Взаимодействие между экстрактивными экономическими и политическими институтами создает порочный круг, в котором экстрактивные институты имеют тенденцию к закреплению и усилению. Точно так же можно говорить и о благотворной обратной связи, соединяющей инклюзивные экономические и политические институты. Но ни порочный круг, ни благотворная обратная связь не предопределены. И в самом деле, какие-то государства сегодня живут в условиях инклюзивных институтах (хотя исторически нормой были экстрактивные институты), поскольку общества этих стран способны сломать эти схемы и перейти к инклюзивности. Наше объяснение такого перехода — историческое, и все же оно не предполагает, что в истории существует предопределенность. Важнейшие институциональные перемены происходили в результате реакции существовавших в тот момент институтов на точки перелома. Подобные точки — это те или иные значительные события, разрушающие сложившийся политический и экономический баланс; такой точкой стала, например, «черная смерть» — эпидемия чумы XIV века, которая во многих регионах Европы унесла, по некоторым оценкам, от трети до половины населения. Другие точки перелома — это открытие атлантических торговых путей, что создало возможности для получения огромных прибылей для некоторых стран Западной Европы; промышленная революция, которая заложила основу для быстрых (и разрушительных для устоявшегося мирового экономического порядка) перемен.

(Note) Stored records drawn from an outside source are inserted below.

//! The caller-visible stochastic simulator.

use std::collections::BTreeMap;
use std::time::Instant;

use rand::RngCore;
use rand::SeedableRng;
use rand::rngs::StdRng;
use rustc_hash::FxHashMap;
use tracing::{debug, instrument};

use alsvid_engine::{EngineFactory, VectorEngineFactory};
use alsvid_ir::Circuit;

use crate::aggregate::{self, AggregateStatistics};
use crate::error::{StochError, StochResult};
use crate::noise::NoiseConfig;
use crate::perfect;
use crate::properties::{self, RecordedProperty};
use crate::scheduler::{self, WorkerPolicy};
use crate::trajectory::{RunSlot, SimulationContext};

/// Monte-Carlo trajectory simulator for noisy circuits.
///
/// Built through [`StochasticSimulator::builder`]; configuration is validated
/// at build time and immutable afterwards. Each simulate call runs one
/// noiseless reference pass, dispatches the configured number of stochastic
/// runs across the worker pool, and aggregates their private output slots
/// after the join barrier.
pub struct StochasticSimulator<F: EngineFactory = VectorEngineFactory> {
    circuit: Circuit,
    noise: NoiseConfig,
    properties: Vec<RecordedProperty>,
    runs: u64,
    step_number: u64,
    step_fidelity: f64,
    seed: Option<u64>,
    policy: WorkerPolicy,
    factory: F,
    stats: AggregateStatistics,
}

impl StochasticSimulator<VectorEngineFactory> {
    /// Start configuring a simulator over `circuit` with the default
    /// statevector engine.
    pub fn builder(circuit: Circuit) -> StochasticSimulatorBuilder<VectorEngineFactory> {
        StochasticSimulatorBuilder {
            circuit,
            noise_effects: "APD".to_string(),
            error_probability: 0.001,
            amp_damping: None,
            multi_qubit_factor: 2.0,
            runs: 1000,
            step_number: 0,
            step_fidelity: 1.0,
            record_properties: None,
            seed: None,
            policy: WorkerPolicy::Auto,
            factory: VectorEngineFactory,
        }
    }
}

impl<F: EngineFactory> StochasticSimulator<F> {
    /// Estimate the output distribution as integer shot counts.
    ///
    /// The merged per-run distribution is rescaled so the counts sum to
    /// exactly `shots`.
    #[instrument(skip(self), fields(circuit = self.circuit.name()))]
    pub fn simulate(&mut self, shots: u64) -> StochResult<FxHashMap<String, u64>> {
        let slots = self.run_all()?;
        let counts = aggregate::merge_counts(&slots);
        Ok(aggregate::rescale_counts(&counts, shots))
    }

    /// Estimate the recorded properties as floating-point values.
    ///
    /// Returns one entry per recorded property, keyed by its label (basis
    /// bitstrings, or `state_size` for the sentinel), each the mean of the
    /// per-run samples. No shot resampling is involved.
    #[instrument(skip(self), fields(circuit = self.circuit.name()))]
    pub fn stoch_simulate(&mut self) -> StochResult<FxHashMap<String, f64>> {
        let slots = self.run_all()?;
        let means = aggregate::property_means(&slots, self.properties.len());
        Ok(self
            .properties
            .iter()
            .zip(means)
            .map(|(property, mean)| (property.label.clone(), mean))
            .collect())
    }

    /// Timing and bookkeeping of the last simulate call, string-encoded.
    pub fn additional_statistics(&self) -> BTreeMap<String, String> {
        BTreeMap::from([
            ("step_fidelity".to_string(), self.step_fidelity.to_string()),
            (
                "approximation_runs".to_string(),
                self.stats.approximation_runs.to_string(),
            ),
            (
                "perfect_run_time".to_string(),
                self.stats.perfect_run_time.to_string(),
            ),
            (
                "stoch_wall_time".to_string(),
                self.stats.stoch_wall_time.to_string(),
            ),
            (
                "mean_stoch_run_time".to_string(),
                self.stats.mean_stoch_run_time.to_string(),
            ),
            (
                "parallel_instances".to_string(),
                self.stats.parallel_instances.to_string(),
            ),
        ])
    }

    /// Statistics of the last simulate call.
    pub fn statistics(&self) -> &AggregateStatistics {
        &self.stats
    }

    /// Number of qubits in the circuit.
    pub fn num_qubits(&self) -> usize {
        self.circuit.num_qubits()
    }

    /// Number of operations in the circuit.
    pub fn num_ops(&self) -> usize {
        self.circuit.num_ops()
    }

    /// Display name: enabled effect codes plus the circuit name.
    pub fn name(&self) -> String {
        format!("stoch_{}_{}", self.noise.descriptor(), self.circuit.name())
    }

    /// Reference pass, dispatch, barrier; slots come back in run-id order.
    fn run_all(&mut self) -> StochResult<Vec<RunSlot>> {
        self.stats = AggregateStatistics::default();

        let perfect_run = perfect::estimate(&self.circuit, &self.properties, &self.factory)?;
        self.stats.perfect_run_time = perfect_run.as_secs_f64();

        // One seed per run id, drawn before dispatch: the aggregate depends
        // only on (master seed, run count), not on scheduling.
        let master_seed = self.seed.unwrap_or_else(rand::random);
        let mut master_rng = StdRng::seed_from_u64(master_seed);
        let seeds: Vec<u64> = (0..self.runs).map(|_| master_rng.next_u64()).collect();

        let mut slots: Vec<RunSlot> = (0..self.runs)
            .map(|_| RunSlot::new(self.properties.len()))
            .collect();
        let ctx = SimulationContext {
            circuit: &self.circuit,
            noise: &self.noise,
            properties: &self.properties,
            step_number: self.step_number,
            step_fidelity: self.step_fidelity,
            factory: &self.factory,
        };

        let start = Instant::now();
        let workers = scheduler::dispatch(&ctx, self.policy, &seeds, &mut slots)?;
        self.stats.stoch_wall_time = start.elapsed().as_secs_f64();
        self.stats.parallel_instances = workers;
        self.stats.approximation_runs = slots.iter().map(|slot| slot.approximations).sum();
        self.stats.mean_stoch_run_time = slots
            .iter()
            .map(|slot| slot.duration.as_secs_f64())
            .sum::<f64>()
            / self.runs as f64;

        debug!(
            runs = self.runs,
            workers,
            wall_time = self.stats.stoch_wall_time,
            "stochastic phase finished"
        );
        Ok(slots)
    }
}

/// Builder collecting the configuration surface of a stochastic simulation.
///
/// Defaults: effects `APD`, gate error probability `0.001`, amplitude
/// damping `2p`, multi-qubit factor `2`, 1000 runs, compaction disabled
/// (`step_number = 0`), all basis states recorded, OS-entropy master seed,
/// [`WorkerPolicy::Auto`].
pub struct StochasticSimulatorBuilder<F: EngineFactory = VectorEngineFactory> {
    circuit: Circuit,
    noise_effects: String,
    error_probability: f64,
    amp_damping: Option<f64>,
    multi_qubit_factor: f64,
    runs: i64,
    step_number: u64,
    step_fidelity: f64,
    record_properties: Option<String>,
    seed: Option<u64>,
    policy: WorkerPolicy,
    factory: F,
}

impl<F: EngineFactory> StochasticSimulatorBuilder<F> {
    /// Enabled noise effects as `A`/`P`/`D` codes.
    #[must_use]
    pub fn noise_effects(mut self, descriptor: impl Into<String>) -> Self {
        self.noise_effects = descriptor.into();
        self
    }

    /// Gate error probability for single-qubit gates.
    #[must_use]
    pub fn error_probability(mut self, probability: f64) -> Self {
        self.error_probability = probability;
        self
    }

    /// Amplitude-damping probability override (default `2p`).
    #[must_use]
    pub fn amplitude_damping_probability(mut self, probability: f64) -> Self {
        self.amp_damping = Some(probability);
        self
    }

    /// Error-scale factor for gates touching more than one qubit.
    #[must_use]
    pub fn multi_qubit_factor(mut self, factor: f64) -> Self {
        self.multi_qubit_factor = factor;
        self
    }

    /// Number of stochastic runs; must be positive.
    #[must_use]
    pub fn runs(mut self, runs: i64) -> Self {
        self.runs = runs;
        self
    }

    /// Compaction cadence: every `step_number` operations, compact toward
    /// `step_fidelity`. A step number of 0 disables compaction.
    #[must_use]
    pub fn approximation(mut self, step_number: u64, step_fidelity: f64) -> Self {
        self.step_number = step_number;
        self.step_fidelity = step_fidelity;
        self
    }

    /// Recorded-property descriptor (default: all basis states).
    #[must_use]
    pub fn record_properties(mut self, descriptor: impl Into<String>) -> Self {
        self.record_properties = Some(descriptor.into());
        self
    }

    /// Master seed for reproducible aggregates.
    #[must_use]
    pub fn seed(mut self, seed: u64) -> Self {
        self.seed = Some(seed);
        self
    }

    /// Worker-pool policy.
    #[must_use]
    pub fn workers(mut self, policy: WorkerPolicy) -> Self {
        self.policy = policy;
        self
    }

    /// Swap in a different state-engine factory.
    #[must_use]
    pub fn engine<G: EngineFactory>(self, factory: G) -> StochasticSimulatorBuilder<G> {
        StochasticSimulatorBuilder {
            circuit: self.circuit,
            noise_effects: self.noise_effects,
            error_probability: self.error_probability,
            amp_damping: self.amp_damping,
            multi_qubit_factor: self.multi_qubit_factor,
            runs: self.runs,
            step_number: self.step_number,
            step_fidelity: self.step_fidelity,
            record_properties: self.record_properties,
            seed: self.seed,
            policy: self.policy,
            factory,
        }
    }

    /// Validate the configuration and produce an immutable simulator.
    pub fn build(self) -> StochResult<StochasticSimulator<F>> {
        let noise = NoiseConfig::new(
            &self.noise_effects,
            self.error_probability,
            self.amp_damping,
            self.multi_qubit_factor,
        )?;
        if self.runs <= 0 {
            return Err(StochError::InvalidRunCount(self.runs));
        }
        let num_qubits = self.circuit.num_qubits();
        let recorded = match &self.record_properties {
            Some(descriptor) => properties::parse(descriptor, num_qubits)?,
            None => properties::all_basis_states(num_qubits),
        };

        Ok(StochasticSimulator {
            circuit: self.circuit,
            noise,
            properties: recorded,
            runs: self.runs as u64,
            step_number: self.step_number,
            step_fidelity: self.step_fidelity,
            seed: self.seed,
            policy: self.policy,
            factory: self.factory,
            stats: AggregateStatistics {
                parallel_instances: self.policy.worker_count(),
                ..AggregateStatistics::default()
            },
        })
    }
}

#[cfg(test)]
mod tests {
    use super::*;

    fn bell_builder() -> StochasticSimulatorBuilder<VectorEngineFactory> {
        StochasticSimulator::builder(Circuit::bell().unwrap())
    }

    #[test]
    fn test_run_count_validation() {
        assert!(matches!(
            bell_builder().runs(0).build(),
            Err(StochError::InvalidRunCount(0))
        ));
        assert!(matches!(
            bell_builder().runs(-5).build(),
            Err(StochError::InvalidRunCount(-5))
        ));
        assert!(bell_builder().runs(1).build().is_ok());
    }

    #[test]
    fn test_effect_descriptor_validation() {
        assert!(bell_builder().noise_effects("APD").build().is_ok());
        assert!(matches!(
            bell_builder().noise_effects("X").build(),
            Err(StochError::UnknownNoiseEffect('X'))
        ));
    }

    #[test]
    fn test_display_name() {
        let sim = bell_builder().noise_effects("AP").build().unwrap();
        assert_eq!(sim.name(), "stoch_AP_bell");
        assert_eq!(sim.num_qubits(), 2);
        assert_eq!(sim.num_ops(), 4);
    }

    #[test]
    fn test_statistics_before_any_run() {
        let sim = bell_builder().approximation(10, 0.995).build().unwrap();
        let stats = sim.additional_statistics();
        assert_eq!(stats["step_fidelity"], "0.995");
        assert_eq!(stats["approximation_runs"], "0");
        assert!(stats.contains_key("parallel_instances"));
    }

    #[test]
    fn test_malformed_property_descriptor_fails_build() {
        assert!(matches!(
            bell_builder().record_properties("0-").build(),
            Err(StochError::InvalidPropertyDescriptor(_))
        ));
    }
}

Почему пути институциональных изменений так различаются в разных обществах? Ответ на этот вопрос надо искать в механизме институционального дрейфа. Подобно тому, как в двух изолированных одна от другой популяциях одного и того же вида наборы генов начинают постепенно все более и более различаться в результате случайных мутаций (так называемый «дрейф генов»), два изначально схожих человеческих общества тоже будут все больше расходиться вследствие «дрейфа институций». Этот процесс также идет очень медленно. Конфликт из-за ресурсов и власти (то есть борьба за контроль над институтами) — постоянный процесс в любом обществе. Часто исход конфликта предугадать невозможно, а поле, на котором «играют» участники, зачастую имеет большой уклон. Любой результат такого конфликта толкает институциональный дрейф в ту или иную сторону.
Но это вовсе не обязательно накопительный процесс. Он не предполагает, что маленькие перемены в какой-то точке непременно со временем приведут к качественному изменению. Напротив, как мы видели на примере Римской Британии в главе 6, небольшие изменения возникают, а затем могут исчезнуть, чтобы впоследствии возникнуть вновь. И тем не менее, когда наступает точка перелома, эти небольшие перемены, драйверы институционального дрейфа, могут заставить изначально схожие общества встать на совершенно разные пути развития.

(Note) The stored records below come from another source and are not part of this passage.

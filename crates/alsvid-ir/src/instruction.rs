//! Circuit instructions combining gates with operands.

use serde::{Deserialize, Serialize};

use crate::gate::StandardGate;
use crate::qubit::{ClbitId, QubitId};

/// The kind of instruction in a circuit.
#[derive(Debug, Clone, PartialEq, Serialize, Deserialize)]
pub enum InstructionKind {
    /// A quantum gate operation.
    Gate(StandardGate),
    /// Measurement operation.
    Measure,
    /// Barrier (synchronization point).
    Barrier,
}

/// A complete instruction with operands.
#[derive(Debug, Clone, PartialEq, Serialize, Deserialize)]
pub struct Instruction {
    /// The kind of instruction.
    pub kind: InstructionKind,
    /// Qubits this instruction operates on.
    pub qubits: Vec<QubitId>,
    /// Classical bits this instruction operates on (for measure).
    pub clbits: Vec<ClbitId>,
}

impl Instruction {
    /// Create a gate instruction.
    pub fn gate(gate: StandardGate, qubits: impl IntoIterator<Item = QubitId>) -> Self {
        Self {
            kind: InstructionKind::Gate(gate),
            qubits: qubits.into_iter().collect(),
            clbits: vec![],
        }
    }

    /// Create a single-qubit gate instruction.
    pub fn single_qubit_gate(gate: StandardGate, qubit: QubitId) -> Self {
        Self::gate(gate, [qubit])
    }

    /// Create a two-qubit gate instruction.
    pub fn two_qubit_gate(gate: StandardGate, q1: QubitId, q2: QubitId) -> Self {
        Self::gate(gate, [q1, q2])
    }

    /// Create a measurement instruction.
    pub fn measure(qubit: QubitId, clbit: ClbitId) -> Self {
        Self {
            kind: InstructionKind::Measure,
            qubits: vec![qubit],
            clbits: vec![clbit],
        }
    }

    /// Create a multi-qubit measurement instruction.
    ///
    /// Returns an error if the number of qubits and classical bits do not match.
    pub fn measure_all(
        qubits: impl IntoIterator<Item = QubitId>,
        clbits: impl IntoIterator<Item = ClbitId>,
    ) -> crate::error::IrResult<Self> {
        let qubits: Vec<_> = qubits.into_iter().collect();
        let clbits: Vec<_> = clbits.into_iter().collect();
        if qubits.len() != clbits.len() {
            return Err(crate::error::IrError::InvalidInstruction(format!(
                "measure_all: qubit count ({}) does not match clbit count ({})",
                qubits.len(),
                clbits.len(),
            )));
        }
        Ok(Self {
            kind: InstructionKind::Measure,
            qubits,
            clbits,
        })
    }

    /// Create a barrier instruction.
    pub fn barrier(qubits: impl IntoIterator<Item = QubitId>) -> Self {
        Self {
            kind: InstructionKind::Barrier,
            qubits: qubits.into_iter().collect(),
            clbits: vec![],
        }
    }

    /// Check if this is a gate instruction.
    pub fn is_gate(&self) -> bool {
        matches!(self.kind, InstructionKind::Gate(_))
    }

    /// Check if this is a measurement.
    pub fn is_measure(&self) -> bool {
        matches!(self.kind, InstructionKind::Measure)
    }

    /// Check if this is a barrier.
    pub fn is_barrier(&self) -> bool {
        matches!(self.kind, InstructionKind::Barrier)
    }

    /// Get the gate if this is a gate instruction.
    pub fn as_gate(&self) -> Option<&StandardGate> {
        match &self.kind {
            InstructionKind::Gate(g) => Some(g),
            _ => None,
        }
    }

    /// Get the name of the instruction.
    pub fn name(&self) -> &str {
        match &self.kind {
            InstructionKind::Gate(g) => g.name(),
            InstructionKind::Measure => "measure",
            InstructionKind::Barrier => "barrier",
        }
    }
}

В главах 7 и 8 мы видели, что, несмотря на множество схожих черт у Англии, Франции и Испании, точка перелома в виде развития атлантической торговли имела наибольшее влияние именно на Англию из-за этих небольших различий — а именно того факта, что вследствие событий XV века английская корона не контролировала заморскую торговлю, а во Франции и в Испании такая торговля была монополизирована королевской семьей и связанными с ней группами. Как результат, во Франции и Испании именно монарх и ассоциированные с ним группы были главными бенефициарами тех огромных прибылей, которые несла с собой атлантическая торговля и колониальная экспансия, в то время как в Англии эти прибыли концентрировались в руках групп, оппозиционных монархии. Хотя институциональный дрейф — это всегда медленные и кажущиеся незначительными изменения, его взаимодействие с точками перелома приводит к институциональному расхождению, и это расхождение создает впоследствии все большие различия в институтах, на которые со временем повлияет следующая точка перелома.

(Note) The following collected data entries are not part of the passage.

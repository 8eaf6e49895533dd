//! Alsvid Stochastic Trajectory Simulator
//!
//! Estimates the output distribution of a quantum circuit executed on noisy
//! hardware by Monte-Carlo trajectory simulation: many independent seeded runs
//! of the circuit, each probabilistically injecting decoherence events
//! (amplitude damping, phase flip, depolarizing) at gate boundaries, merged
//! into an approximate measurement distribution and recorded-property
//! estimates.
//!
//! # Design
//!
//! - **Shared-nothing runs**: every trajectory owns a private state engine
//!   (created through [`alsvid_engine::EngineFactory`]) and a private seeded
//!   generator, and writes into a disjoint per-run slot; the configuration,
//!   property list, and circuit are shared read-only. No locks in the hot
//!   loop.
//! - **Deterministic aggregates**: per-run seeds derive from the master seed
//!   before dispatch and slots merge in run-id order, so results are
//!   bit-identical for a fixed (seed, run count) pair regardless of the
//!   [`WorkerPolicy`].
//! - **Bounded-error compaction**: every `step_number` operations the engine
//!   compacts the state toward `step_fidelity`, trading accuracy for
//!   representation size; performed reductions are counted in the statistics.
//!
//! # Example
//!
//! ```rust
//! use alsvid_ir::Circuit;
//! use alsvid_stoch::{StochasticSimulator, WorkerPolicy};
//!
//! let mut simulator = StochasticSimulator::builder(Circuit::bell().unwrap())
//!     .noise_effects("APD")
//!     .error_probability(0.05)
//!     .runs(500)
//!     .seed(42)
//!     .workers(WorkerPolicy::Sequential)
//!     .build()
//!     .unwrap();
//!
//! let probabilities = simulator.stoch_simulate().unwrap();
//! let counts = simulator.simulate(1000).unwrap();
//! assert_eq!(counts.values().sum::<u64>(), 1000);
//! # drop(probabilities);
//! ```

pub mod aggregate;
pub mod error;
pub mod noise;
pub mod properties;
pub mod scheduler;
pub mod simulator;

mod perfect;
mod trajectory;

pub use aggregate::AggregateStatistics;
pub use error::{StochError, StochResult};
pub use noise::{NoiseConfig, NoiseEffect};
pub use properties::{PropertyTarget, RecordedProperty, STATE_SIZE_LABEL};
pub use scheduler::WorkerPolicy;
pub use simulator::{StochasticSimulator, StochasticSimulatorBuilder};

История здесь — ключевой фактор, потому что именно исторический процесс, благодаря институциональному дрейфу, создает различия, которые станут решающими в очередной критический момент. Сами по себе точки перелома — это исторический поворотный пункт. А существование порочного круга или благотворной обратной связи приводит нас к необходимости изучать историю, чтобы понять природу исторически обусловленных институциональных различий. Однако наша теория не декларирует исторического детерминизма — да и в целом никакого детерминизма. Именно по этой причине ответ на вопрос, с которого мы начали свои изыскания в этой главе, будет «нет» — нет никакого исторического закона, согласно которому Перу настолько беднее Западной Европы или Соединенных Штатов.